◆ Exercise aim: State how many lines in the following entries contain the word "trait". No other output.

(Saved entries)
*****
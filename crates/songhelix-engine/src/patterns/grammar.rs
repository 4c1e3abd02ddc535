//! Pattern string grammar.
//!
//! Comma-separated entries: `offset[:velocity][~][/ticks]` for a note (`~`
//! ties it into the next note), `-[/ticks]` for a pause, or a wildcard
//! character (from the consumer-declared set) in place of the offset.
//! A trailing `@tpb` sets the pattern's ticks-per-beat. Parenthesized
//! sub-lists take `*n` (repeat) and `+d`/`-d` (transpose) postfixes, and
//! `E(p,s,on,off)` expands to the Euclidean rhythm of `p` pulses in `s`
//! steps with `on`/`off` substituted per slot.

use crate::error::EngineError;
use crate::pattern::{Pattern, PatternEntry};

/// Wildcard set and defaults a consumer parses patterns with.
#[derive(Debug, Clone, Copy)]
pub struct ParseOptions<'a> {
    /// Characters allowed in place of a note offset.
    pub wildcards: &'a [char],
    /// Velocity of notes that do not carry one.
    pub default_velocity: i32,
    /// Ticks-per-beat when the pattern has no `@tpb` suffix.
    pub default_ticks_per_beat: u32,
}

impl Default for ParseOptions<'_> {
    fn default() -> Self {
        ParseOptions {
            wildcards: &[],
            default_velocity: 32767,
            default_ticks_per_beat: 4,
        }
    }
}

/// Parse a pattern string.
pub fn parse_pattern(input: &str, options: &ParseOptions) -> Result<Pattern, EngineError> {
    let syntax = |message: String| EngineError::PatternSyntax {
        pattern: input.to_string(),
        message,
    };
    let (body, ticks_per_beat) = match input.rsplit_once('@') {
        Some((body, tpb)) => {
            let tpb: u32 = tpb
                .trim()
                .parse()
                .map_err(|_| syntax(format!("invalid ticks-per-beat '{}'", tpb)))?;
            if tpb == 0 {
                return Err(syntax("ticks-per-beat must be positive".to_string()));
            }
            (body, tpb)
        }
        None => (input, options.default_ticks_per_beat),
    };
    let mut parser = Parser {
        chars: body.chars().collect(),
        pos: 0,
        input,
        options,
    };
    let entries = parser.parse_list()?;
    if parser.pos != parser.chars.len() {
        return Err(syntax(format!(
            "unexpected '{}' at position {}",
            parser.chars[parser.pos], parser.pos
        )));
    }
    if entries.is_empty() {
        return Err(syntax("empty pattern".to_string()));
    }
    Ok(Pattern::new(entries, ticks_per_beat))
}

struct Parser<'a> {
    chars: Vec<char>,
    pos: usize,
    input: &'a str,
    options: &'a ParseOptions<'a>,
}

impl Parser<'_> {
    fn syntax(&self, message: String) -> EngineError {
        EngineError::PatternSyntax {
            pattern: self.input.to_string(),
            message,
        }
    }

    fn peek(&self) -> Option<char> {
        self.chars.get(self.pos).copied()
    }

    fn eat(&mut self, expected: char) -> bool {
        if self.peek() == Some(expected) {
            self.pos += 1;
            true
        } else {
            false
        }
    }

    fn parse_list(&mut self) -> Result<Vec<PatternEntry>, EngineError> {
        let mut entries = Vec::new();
        loop {
            entries.extend(self.parse_element()?);
            if !self.eat(',') {
                break;
            }
        }
        Ok(entries)
    }

    fn parse_element(&mut self) -> Result<Vec<PatternEntry>, EngineError> {
        if self.eat('(') {
            let inner = self.parse_list()?;
            if !self.eat(')') {
                return Err(self.syntax("unclosed '('".to_string()));
            }
            self.parse_group_postfix(inner)
        } else if self.peek() == Some('E') && self.chars.get(self.pos + 1) == Some(&'(') {
            self.parse_euclidean()
        } else {
            Ok(vec![self.parse_entry()?])
        }
    }

    fn parse_group_postfix(
        &mut self,
        mut entries: Vec<PatternEntry>,
    ) -> Result<Vec<PatternEntry>, EngineError> {
        loop {
            if self.eat('*') {
                let n = self.parse_integer()? as u32;
                if n == 0 {
                    return Err(self.syntax("repeat count must be positive".to_string()));
                }
                let base = entries.clone();
                for _ in 1..n {
                    entries.extend(base.iter().copied());
                }
            } else if self.eat('+') {
                let d = self.parse_integer()? as i32;
                transpose_entries(&mut entries, d);
            } else if self.peek() == Some('-')
                && self
                    .chars
                    .get(self.pos + 1)
                    .is_some_and(|c| c.is_ascii_digit())
            {
                self.pos += 1;
                let d = self.parse_integer()? as i32;
                transpose_entries(&mut entries, -d);
            } else {
                return Ok(entries);
            }
        }
    }

    /// `E(p,s,on,off)`: the Euclidean rhythm of `p` pulses over `s` steps,
    /// `on`/`off` substituted per slot.
    fn parse_euclidean(&mut self) -> Result<Vec<PatternEntry>, EngineError> {
        self.pos += 2; // E(
        let pulses = self.parse_integer()? as usize;
        if !self.eat(',') {
            return Err(self.syntax("E() expects four arguments".to_string()));
        }
        let steps = self.parse_integer()? as usize;
        if !self.eat(',') {
            return Err(self.syntax("E() expects four arguments".to_string()));
        }
        let on = self.parse_argument_text()?;
        if !self.eat(',') {
            return Err(self.syntax("E() expects four arguments".to_string()));
        }
        let off = self.parse_argument_text()?;
        if !self.eat(')') {
            return Err(self.syntax("unclosed 'E('".to_string()));
        }
        if steps == 0 || pulses > steps {
            return Err(self.syntax(format!(
                "E({},{}) needs 0 < steps and pulses <= steps",
                pulses, steps
            )));
        }
        let on_entry = self.parse_entry_text(&on)?;
        let off_entry = self.parse_entry_text(&off)?;
        Ok(euclidean_rhythm(steps, pulses)
            .into_iter()
            .map(|pulse| if pulse { on_entry } else { off_entry })
            .collect())
    }

    fn parse_argument_text(&mut self) -> Result<String, EngineError> {
        let start = self.pos;
        while let Some(c) = self.peek() {
            if c == ',' || c == ')' {
                break;
            }
            self.pos += 1;
        }
        if self.pos == start {
            return Err(self.syntax("empty E() argument".to_string()));
        }
        Ok(self.chars[start..self.pos].iter().collect())
    }

    fn parse_entry_text(&self, text: &str) -> Result<PatternEntry, EngineError> {
        let mut sub = Parser {
            chars: text.chars().collect(),
            pos: 0,
            input: self.input,
            options: self.options,
        };
        let entry = sub.parse_entry()?;
        if sub.pos != sub.chars.len() {
            return Err(self.syntax(format!("invalid entry '{}'", text)));
        }
        Ok(entry)
    }

    fn parse_entry(&mut self) -> Result<PatternEntry, EngineError> {
        // A lone '-' (not followed by a digit) is a pause.
        if self.peek() == Some('-')
            && !self
                .chars
                .get(self.pos + 1)
                .is_some_and(|c| c.is_ascii_digit())
        {
            self.pos += 1;
            let ticks = self.parse_optional_ticks()?;
            return Ok(PatternEntry::Pause { ticks });
        }

        let (pitch, wildcard) = match self.peek() {
            Some(c) if self.options.wildcards.contains(&c) => {
                self.pos += 1;
                (None, Some(c))
            }
            Some(c) if c.is_ascii_digit() || c == '-' => {
                let negative = self.eat('-');
                let value = self.parse_integer()? as i32;
                (Some(if negative { -value } else { value }), None)
            }
            other => {
                return Err(self.syntax(format!(
                    "expected note offset, wildcard, or pause, found {:?}",
                    other
                )))
            }
        };

        let velocity = if self.eat(':') {
            let v = self.parse_integer()? as i32;
            if v < 0 {
                return Err(self.syntax("velocity must be non-negative".to_string()));
            }
            v
        } else {
            self.options.default_velocity
        };
        let legato = self.eat('~');
        let ticks = self.parse_optional_ticks()?;
        Ok(PatternEntry::Note {
            pitch,
            wildcard,
            velocity,
            ticks,
            legato,
        })
    }

    fn parse_optional_ticks(&mut self) -> Result<u32, EngineError> {
        if self.eat('/') {
            let ticks = self.parse_integer()? as u32;
            if ticks == 0 {
                return Err(self.syntax("entry length must be positive".to_string()));
            }
            Ok(ticks)
        } else {
            Ok(1)
        }
    }

    fn parse_integer(&mut self) -> Result<i64, EngineError> {
        let start = self.pos;
        while self.peek().is_some_and(|c| c.is_ascii_digit()) {
            self.pos += 1;
        }
        let text: String = self.chars[start..self.pos].iter().collect();
        text.parse()
            .map_err(|_| self.syntax(format!("expected a number at position {}", start)))
    }
}

fn transpose_entries(entries: &mut [PatternEntry], delta: i32) {
    for entry in entries {
        if let PatternEntry::Note {
            pitch: Some(pitch), ..
        } = entry
        {
            *pitch += delta;
        }
    }
}

/// The Euclidean rhythm: `pulses` distributed as evenly as possible over
/// `steps`.
///
/// Accumulator construction: walking the steps, `pulses` is added to a
/// running total modulo `steps`; every step at which the total wraps past
/// a multiple of `steps` carries a pulse. Equivalently, step `i` is a
/// pulse iff `i * pulses mod steps < pulses`. Step 0 always pulses, so
/// the rotation is fixed.
pub fn euclidean_rhythm(steps: usize, pulses: usize) -> Vec<bool> {
    let mut slots = vec![false; steps];
    let mut accumulator = 0usize;
    for slot in slots.iter_mut() {
        if accumulator < pulses {
            *slot = true;
        }
        accumulator = (accumulator + pulses) % steps.max(1);
    }
    slots
}
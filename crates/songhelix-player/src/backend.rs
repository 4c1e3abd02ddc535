//! The device boundary: one small trait, a midir backend, a capture backend.

use std::sync::{Arc, Mutex};

use midir::{MidiOutput, MidiOutputConnection};

use crate::error::PlayerError;

/// A sink for raw MIDI bytes. One per device.
pub trait MidiSink: Send {
    fn send(&mut self, message: &[u8]) -> Result<(), PlayerError>;
}

/// Real MIDI output through midir.
pub struct MidirSink {
    device: String,
    connection: MidiOutputConnection,
}

impl MidirSink {
    /// Connect to the first port whose name contains one of the candidates.
    pub fn connect(device: &str, candidates: &[String]) -> Result<Self, PlayerError> {
        let output = MidiOutput::new("songhelix").map_err(|e| PlayerError::Config {
            message: format!("could not create MIDI output: {}", e),
        })?;
        let ports = output.ports();
        let names: Vec<String> = ports
            .iter()
            .map(|p| output.port_name(p).unwrap_or_default())
            .collect();
        for candidate in candidates {
            if let Some(index) = names.iter().position(|name| name.contains(candidate)) {
                let connection = output
                    .connect(&ports[index], "songhelix-out")
                    .map_err(|e| PlayerError::Config {
                        message: format!("could not connect to '{}': {}", names[index], e),
                    })?;
                log::info!("device '{}' connected to port '{}'", device, names[index]);
                return Ok(MidirSink {
                    device: device.to_string(),
                    connection,
                });
            }
        }
        Err(PlayerError::DeviceUnavailable {
            device: device.to_string(),
            candidates: candidates.to_vec(),
            available: names,
        })
    }

    /// Names of all currently available output ports.
    pub fn available_ports() -> Result<Vec<String>, PlayerError> {
        let output = MidiOutput::new("songhelix").map_err(|e| PlayerError::Config {
            message: format!("could not create MIDI output: {}", e),
        })?;
        Ok(output
            .ports()
            .iter()
            .map(|p| output.port_name(p).unwrap_or_default())
            .collect())
    }
}

impl MidiSink for MidirSink {
    fn send(&mut self, message: &[u8]) -> Result<(), PlayerError> {
        self.connection
            .send(message)
            .map_err(|e| PlayerError::Send {
                device: self.device.clone(),
                message: e.to_string(),
            })
    }
}

/// In-memory sink recording every message, for tests and dry runs.
#[derive(Clone, Default)]
pub struct CaptureSink {
    messages: Arc<Mutex<Vec<Vec<u8>>>>,
}

impl CaptureSink {
    pub fn new() -> Self {
        CaptureSink::default()
    }

    /// Everything sent so far.
    pub fn messages(&self) -> Vec<Vec<u8>> {
        self.messages.lock().unwrap().clone()
    }
}

impl MidiSink for CaptureSink {
    fn send(&mut self, message: &[u8]) -> Result<(), PlayerError> {
        self.messages.lock().unwrap().push(message.to_vec());
        Ok(())
    }
}

#[cfg(test)]
mod tests {
    use super::*;

    #[test]
    fn capture_sink_records_in_order() {
        let sink = CaptureSink::new();
        let mut writer = sink.clone();
        writer.send(&[0x90, 60, 100]).unwrap();
        writer.send(&[0x80, 60, 0]).unwrap();
        assert_eq!(sink.messages(), vec![vec![0x90, 60, 100], vec![0x80, 60, 0]]);
    }
}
*****
◆ Answer below: 2